Federico Sciuca

Posted on Mar 7

The Next.js SEO Bug That Made Google Ignore My Entire Site (And How I Found It)

#nextjs #seo #buildinpublic #webdev

I shipped a full-featured AI travel planner. Three languages. 230+ pages. Then I realised that Google couldn't find a single one.

This is the story of how I went from zero indexed pages to 176 in three weeks and the one Next.js configuration line that changed everything.

Some Context

I'm not a developer. I like building things and try new tools. SEO was always that thing I'd "figure out later". Famous last words.
I know SEO at a very high level but working into Marketing Performance I know the importance of a well indexed website and of the keywords but I thoughts that was mostly it. Research queries and build good content around them.

This time was the time I would have to "figure it out!".

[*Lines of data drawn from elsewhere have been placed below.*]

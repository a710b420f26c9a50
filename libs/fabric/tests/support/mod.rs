//! Fake daemons for exercising the fabric against real sockets.

#![allow(dead_code)]

use std::convert::Infallible;
use std::future::Future;
use std::sync::{Arc, Mutex};
use std::time::Duration;

use bytes::Bytes;
use constellation_fabric::protocol::{RequestEnvelope, ResponseEnvelope};
use futures::{SinkExt, StreamExt};
use http_body_util::{BodyExt, Full};
use hyper::body::Incoming;
use hyper::server::conn::http1;
use hyper::service::service_fn;
use hyper::{Method, Request, Response, StatusCode};
use hyper_util::rt::TokioIo;
use tokio::net::{TcpListener, TcpStream};
use tokio_tungstenite::tungstenite::handshake::server::{
    ErrorResponse, Request as HandshakeRequest, Response as HandshakeResponse,
};
use tokio_tungstenite::tungstenite::http::HeaderValue;
use tokio_tungstenite::tungstenite::Message;
use tokio_tungstenite::WebSocketStream;
use url::Url;

pub type ServerSocket = WebSocketStream<TcpStream>;

/// Accept one WebSocket connection and hand it to `handler`
pub async fn websocket_daemon<F, Fut>(handler: F) -> Url
where
    F: FnOnce(ServerSocket) -> Fut + Send + 'static,
    Fut: Future<Output = ()> + Send + 'static,
{
    let listener = TcpListener::bind("127.0.0.1:0").await.unwrap();
    let addr = listener.local_addr().unwrap();

    tokio::spawn(async move {
        let (stream, _) = listener.accept().await.unwrap();
        let socket = tokio_tungstenite::accept_hdr_async(stream, negotiate)
            .await
            .unwrap();
        handler(socket).await;
    });

    format!("ws://{addr}").parse().unwrap()
}

fn negotiate(
    request: &HandshakeRequest,
    mut response: HandshakeResponse,
) -> Result<HandshakeResponse, ErrorResponse> {
    let offered = request
        .headers()
        .get("sec-websocket-protocol")
        .and_then(|value| value.to_str().ok());
    assert_eq!(offered, Some("latipium"));

    response.headers_mut().insert(
        "sec-websocket-protocol",
        HeaderValue::from_static("latipium"),
    );
    Ok(response)
}

/// Answer every envelope with `<url>|<request>` per task until the socket closes
pub async fn echo_envelopes(mut socket: ServerSocket) {
    while let Some(Ok(Message::Text(text))) = socket.next().await {
        if socket.send(Message::Text(echo_reply(&text))).await.is_err() {
            break;
        }
    }
}

pub fn echo_reply(text: &str) -> String {
    let envelope: RequestEnvelope = serde_json::from_str(text).unwrap();
    let responses = envelope
        .tasks
        .iter()
        .map(|task| format!("{}|{}", task.url, task.request))
        .collect();
    serde_json::to_string(&ResponseEnvelope { responses }).unwrap()
}

/// Read until the peer's close frame arrives
pub async fn next_close(socket: &mut ServerSocket) -> Option<u16> {
    while let Some(Ok(message)) = socket.next().await {
        if let Message::Close(frame) = message {
            return frame.map(|f| f.code.into());
        }
    }
    None
}

/// One POST observed by [`HttpDaemon`]
#[derive(Debug, Clone)]
pub struct Seen {
    pub path: String,
    pub body: String,
    pub client_id: Option<String>,
    pub user_agent: Option<String>,
    pub cache_control: Option<String>,
}

/// HTTP daemon that rejects WebSocket upgrades
///
/// POSTs are answered with `<path>|<body>`. Bodies starting with `slow` are
/// answered after a delay and the path `/fail` answers 500.
#[derive(Clone, Default)]
pub struct HttpDaemon {
    hang_upgrade: bool,
    seen: Arc<Mutex<Vec<Seen>>>,
}

impl HttpDaemon {
    /// A daemon that never answers upgrade requests
    pub fn hanging() -> Self {
        Self {
            hang_upgrade: true,
            ..Self::default()
        }
    }

    pub async fn serve(&self) -> Url {
        let listener = TcpListener::bind("127.0.0.1:0").await.unwrap();
        let addr = listener.local_addr().unwrap();
        let daemon = self.clone();

        tokio::spawn(async move {
            while let Ok((stream, _)) = listener.accept().await {
                let daemon = daemon.clone();
                tokio::spawn(async move {
                    let service = service_fn(move |request| daemon.clone().handle(request));
                    let _ = http1::Builder::new()
                        .serve_connection(TokioIo::new(stream), service)
                        .await;
                });
            }
        });

        format!("http://{addr}").parse().unwrap()
    }

    pub fn seen(&self) -> Vec<Seen> {
        self.seen.lock().unwrap().clone()
    }

    async fn handle(self, request: Request<Incoming>) -> Result<Response<Full<Bytes>>, Infallible> {
        if request.method() == Method::GET {
            if self.hang_upgrade {
                tokio::time::sleep(Duration::from_secs(30)).await;
            }
            return Ok(status(StatusCode::BAD_REQUEST));
        }

        let (parts, body) = request.into_parts();
        let header = |name: &str| {
            parts
                .headers
                .get(name)
                .and_then(|value| value.to_str().ok())
                .map(str::to_string)
        };
        let path = parts.uri.path().to_string();
        let client_id = header("x-latipium-client-id");
        let user_agent = header("user-agent");
        let cache_control = header("cache-control");

        let body = body.collect().await.unwrap().to_bytes();
        let body = String::from_utf8(body.to_vec()).unwrap();
        if body.starts_with("slow") {
            tokio::time::sleep(Duration::from_millis(150)).await;
        }

        self.seen.lock().unwrap().push(Seen {
            path: path.clone(),
            body: body.clone(),
            client_id,
            user_agent,
            cache_control,
        });

        if path == "/fail" {
            return Ok(status(StatusCode::INTERNAL_SERVER_ERROR));
        }
        Ok(Response::new(Full::new(Bytes::from(format!("{path}|{body}")))))
    }
}

fn status(code: StatusCode) -> Response<Full<Bytes>> {
    let mut response = Response::new(Full::new(Bytes::new()));
    *response.status_mut() = code;
    response
}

As I was saying, I build things to learn my way through new tools and technologies.
The app is called MonkeyTravel. It uses AI to generate personalised travel itineraries — day-by-day plans with activities, restaurants, hotels, and budget breakdowns. It works in English, Spanish, and Italian. I built it because planning group trips with friends was always chaos, and I wanted something smarter. As it usually happens, I built for myself, but this time I didn't want to send it to the massive Projects Graveyard.

The app itself worked great. People who found it loved it.

The problem? Nobody could find it.
I had to figure it out! And this is just the beginning of it!

Phase 1: "Why Isn't Google Showing My Site?"

I'll be honest, when I first checked Google Search Console, I expected to see... something. I'd been live for weeks. Instead: a flat line. Zero impressions. Zero clicks. Zero-indexed pages.

My first instinct was to blame Google. "It takes time," I told myself. So I waited another week. Still zero.

That's when I actually looked at my setup:

❌ Outdated sitemap
❌ No canonical tags
❌ No hreflang tags (despite 3 languages)
❌ Little structured data
❌ Default robots.txt from create-next-app
❌ No meta descriptions on half the pages

Basically, I'd built a beautiful house and forgotten to put a number on the door. I did the same on my mailbox recently, and I was surprised that the Postman didn't deliver my fresh new American driving license! But let's focus on the SEO instead of my poor decisions :D.

Phase 2: The Foundations (Boring but Necessary)

I spent a weekend adding the basics. Nothing revolutionary, just what every site needs:

Sitemap: Next.js makes this easy with app/sitemap.ts. Mine generates URLs for all static pages, blog posts, and destination pages across all 3 locales. Dynamic content from Supabase gets included too.

// Simplified version of my sitemap
export default async function sitemap(): Promise<MetadataRoute.Sitemap> {
  const baseUrl = "https://monkeytravel.app";
  const locales = ["en", "es", "it"];

  // Blog posts × 3 languages
  const blogSlugs = getAllSlugs();
  const blogPages = blogSlugs.flatMap(slug =>
    locales.map(locale => ({
      url: locale === "en"
        ? `${baseUrl}/blog/${slug}`
        : `${baseUrl}/${locale}/blog/${slug}`,
      changeFrequency: "monthly" as const,
      priority: 0.7,
    }))
  );

  return [...staticPages, ...blogPages, ...destinationPages];
}

Canonical + Hreflang: This is where multilingual sites get tricky. Every page needs to say "I'm the official URL" AND "here are my other language versions." I used generateMetadata() in each page:

alternates: {
  canonical: locale === "en"
    ? `${BASE_URL}/${slug}`
    : `${BASE_URL}/${locale}/${slug}`,
  languages: {
    en: `${BASE_URL}/${slug}`,
    es: `${BASE_URL}/es/${slug}`,
    it: `${BASE_URL}/it/${slug}`,
    "x-default": `${BASE_URL}/${slug}`,
  },
},

Structured Data: JSON-LD schemas for Organization, WebSite, SoftwareApplication, Article, and TouristDestination. I built a small utility for this:

export function jsonLdScriptProps(data: object) {
  return {
    type: "application/ld+json",
    dangerouslySetInnerHTML: {
      __html: JSON.stringify(data),
    },
  };
}

Result: After submitting the sitemap, Google discovered all my URLs within 48 hours. But "discovered" ≠ "indexed." Most pages sat in the "Discovered — currently not indexed" queue.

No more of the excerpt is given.